The turbine does some howling of its own, by the way.  Mount it
downwind from your house.  It will need to clear obstructions by a
fair bit, like 25 feet.  Tower.  I wouldn't mount it on the roof -
vibration and mechanical racket.

Here, sun is my powerful source, though maybe not in N.S.

Charles Foot recommended a voltmeter mounted where it will grab your
attention.  That as a minimum.  I use Tri-Metric integrating charge/
discharge meters on both my systems.  They cost, but tell so much
more than a voltmeter.


Tom Willmon
near Mountainair, (mid) New Mexico, USA

Net-Tamer V 1.12.0 - Registered

Posted by Gymy Bob on December 12, 2004, 10:32 pm
 Since nobody else answered your question.

What you need is a grid-tie unit. A unit that will syncronize with the
incoming frequency and lock to it.

Here comes the bad news. Somewhere between $6K-$12K Canuck  buck.

What they don't tell you is that this stuff will never pay off at Canadian
power rates usually unless you live to be 140 years old and have no
maintenance costs. Not gonna' happen. It's an interesting hobby.




Posted by Vlad on December 14, 2004, 2:57 pm
 On Sun, 12 Dec 2004 22:00:51 GMT, Rockin Ronnie


My suggestion doesn't satisfy your needs but if I could install a
windpower setup I would stay way from batteries.
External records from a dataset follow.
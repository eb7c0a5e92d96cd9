//! # GymBill Worker
//!
//! Daily billing worker for GymBill. Marks past-due invoices as overdue and
//! generates recurring membership invoices once per day.
//!
//! ## Usage
//!
//! ```bash
//! cargo run -p gymbill-worker
//! ```

use gymbill_shared::clock::SystemClock;
use gymbill_shared::db::migrations::run_migrations;
use gymbill_shared::db::pool::{close_pool, create_pool, DatabaseConfig};
use gymbill_shared::store::postgres::PgStore;
use gymbill_worker::config::Config;
use gymbill_worker::jobs::DailyBillingJob;
use gymbill_worker::scheduler::{DailyScheduler, Scheduler};
use std::sync::Arc;
use tracing_subscriber::{layer::SubscriberExt, util::SubscriberInitExt};

#[tokio::main]
async fn main() -> anyhow::Result<()> {
    // Initialize tracing
    tracing_subscriber::registry()
        .with(
            tracing_subscriber::EnvFilter::try_from_default_env()
                .unwrap_or_else(|_| "gymbill_worker=debug,gymbill_shared=info".into()),
        )
        .with(tracing_subscriber::fmt::layer())
        .init();

    tracing::info!("GymBill Worker v{} starting...", env!("CARGO_PKG_VERSION"));

    let config = Config::from_env()?;

    let pool = create_pool(
        DatabaseConfig::new(config.database.url.clone())
            .with_max_connections(config.database.max_connections),
    )
    .await?;
    run_migrations(&pool).await?;

    let store = Arc::new(PgStore::new(pool.clone()));
    let clock = Arc::new(SystemClock::new(config.schedule.timezone));

    let scheduler = Arc::new(DailyScheduler::new(
        clock.clone(),
        config.schedule.timezone,
        config.schedule.run_at,
    ));
    scheduler.on_tick(DailyBillingJob::new(store, clock).into_callback());

    if config.schedule.run_on_start {
        tracing::info!("BILLING_RUN_ON_START set, running billing now");
        if let Err(e) = scheduler.trigger_now().await {
            tracing::error!(error = %e, "Startup billing run failed");
        }
    }

    let shutdown = scheduler.shutdown_token();
    tokio::spawn(async move {
        if tokio::signal::ctrl_c().await.is_ok() {
            tracing::info!("Shutdown signal received, stopping scheduler...");
            shutdown.cancel();
        }
    });

    scheduler.run().await?;

    close_pool(pool).await;
    tracing::info!("Worker stopped");

    Ok(())
}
I use electricity to heath my water. As we know that accounts for a
substantial share of domestic needs.

I would design a system that would preheat the water going into my hot
water tank. With 2 or more elements that can be switched to a number
of series/parallel combinations ,dynamically tuning to  the most
efficient load to my generator.
The system could be expanded to feed a hot water heating system and
one light on the living room that would only be ON when all other
requirements are satisfied.
One should remember that all the power that goes into a lamp of any
kind it's converted into heat. Lamps are very good heaters. As
heathers they give us light at zero cost.